*** Block opens ***

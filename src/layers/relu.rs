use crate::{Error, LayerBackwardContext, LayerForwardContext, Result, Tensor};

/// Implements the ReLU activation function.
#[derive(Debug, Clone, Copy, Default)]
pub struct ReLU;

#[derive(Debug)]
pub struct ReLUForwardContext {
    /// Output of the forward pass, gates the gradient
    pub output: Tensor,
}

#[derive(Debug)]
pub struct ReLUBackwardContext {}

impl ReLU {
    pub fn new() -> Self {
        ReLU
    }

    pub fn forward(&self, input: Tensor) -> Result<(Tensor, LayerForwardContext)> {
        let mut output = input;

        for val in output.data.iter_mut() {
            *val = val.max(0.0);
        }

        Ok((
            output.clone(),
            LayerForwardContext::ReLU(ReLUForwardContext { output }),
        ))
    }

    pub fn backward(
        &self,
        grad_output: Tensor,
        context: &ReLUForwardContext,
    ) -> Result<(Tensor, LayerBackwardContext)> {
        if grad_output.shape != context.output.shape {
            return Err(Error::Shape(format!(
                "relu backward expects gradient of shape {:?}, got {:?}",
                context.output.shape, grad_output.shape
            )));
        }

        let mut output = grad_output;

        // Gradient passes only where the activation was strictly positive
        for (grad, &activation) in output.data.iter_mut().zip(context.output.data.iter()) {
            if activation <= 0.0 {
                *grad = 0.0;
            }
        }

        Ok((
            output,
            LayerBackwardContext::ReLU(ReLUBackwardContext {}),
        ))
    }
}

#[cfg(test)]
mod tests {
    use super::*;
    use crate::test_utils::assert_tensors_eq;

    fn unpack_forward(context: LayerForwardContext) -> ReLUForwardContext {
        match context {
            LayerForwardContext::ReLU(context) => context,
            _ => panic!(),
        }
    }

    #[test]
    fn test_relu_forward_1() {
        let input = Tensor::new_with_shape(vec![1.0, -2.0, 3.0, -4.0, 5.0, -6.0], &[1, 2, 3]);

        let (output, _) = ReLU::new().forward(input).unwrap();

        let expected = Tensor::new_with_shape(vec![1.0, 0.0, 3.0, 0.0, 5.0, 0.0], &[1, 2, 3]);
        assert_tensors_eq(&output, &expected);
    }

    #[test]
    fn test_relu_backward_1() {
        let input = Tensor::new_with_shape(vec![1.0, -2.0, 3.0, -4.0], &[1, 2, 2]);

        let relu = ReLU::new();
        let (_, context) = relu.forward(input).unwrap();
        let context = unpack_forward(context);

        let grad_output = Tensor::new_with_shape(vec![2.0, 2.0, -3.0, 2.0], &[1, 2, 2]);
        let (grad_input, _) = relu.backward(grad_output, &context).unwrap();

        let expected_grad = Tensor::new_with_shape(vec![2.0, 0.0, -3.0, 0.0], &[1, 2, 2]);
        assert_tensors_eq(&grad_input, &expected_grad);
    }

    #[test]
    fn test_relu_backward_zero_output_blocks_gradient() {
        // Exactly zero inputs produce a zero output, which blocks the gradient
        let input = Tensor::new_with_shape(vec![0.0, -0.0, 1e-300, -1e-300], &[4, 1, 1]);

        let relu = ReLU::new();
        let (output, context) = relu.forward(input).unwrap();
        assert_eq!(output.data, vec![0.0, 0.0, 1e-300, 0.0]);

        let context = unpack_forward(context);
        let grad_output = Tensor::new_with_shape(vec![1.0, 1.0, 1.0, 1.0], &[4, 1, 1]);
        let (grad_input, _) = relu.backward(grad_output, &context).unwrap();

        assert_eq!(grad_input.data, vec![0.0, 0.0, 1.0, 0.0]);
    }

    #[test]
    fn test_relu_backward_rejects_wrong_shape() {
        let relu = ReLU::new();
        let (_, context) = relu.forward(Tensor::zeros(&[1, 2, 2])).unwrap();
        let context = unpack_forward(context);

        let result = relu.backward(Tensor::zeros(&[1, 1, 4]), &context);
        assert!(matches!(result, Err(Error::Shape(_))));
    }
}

*** Block closes ***

* _Prompt_: Copy every line of the records above that holds the word "ReLUForwardContext".

* _Answer to the exercise_:
pub struct ReLUForwardContext {
            LayerForwardContext::ReLU(ReLUForwardContext { output }),
        context: &ReLUForwardContext,
    fn unpack_forward(context: LayerForwardContext) -> ReLUForwardContext {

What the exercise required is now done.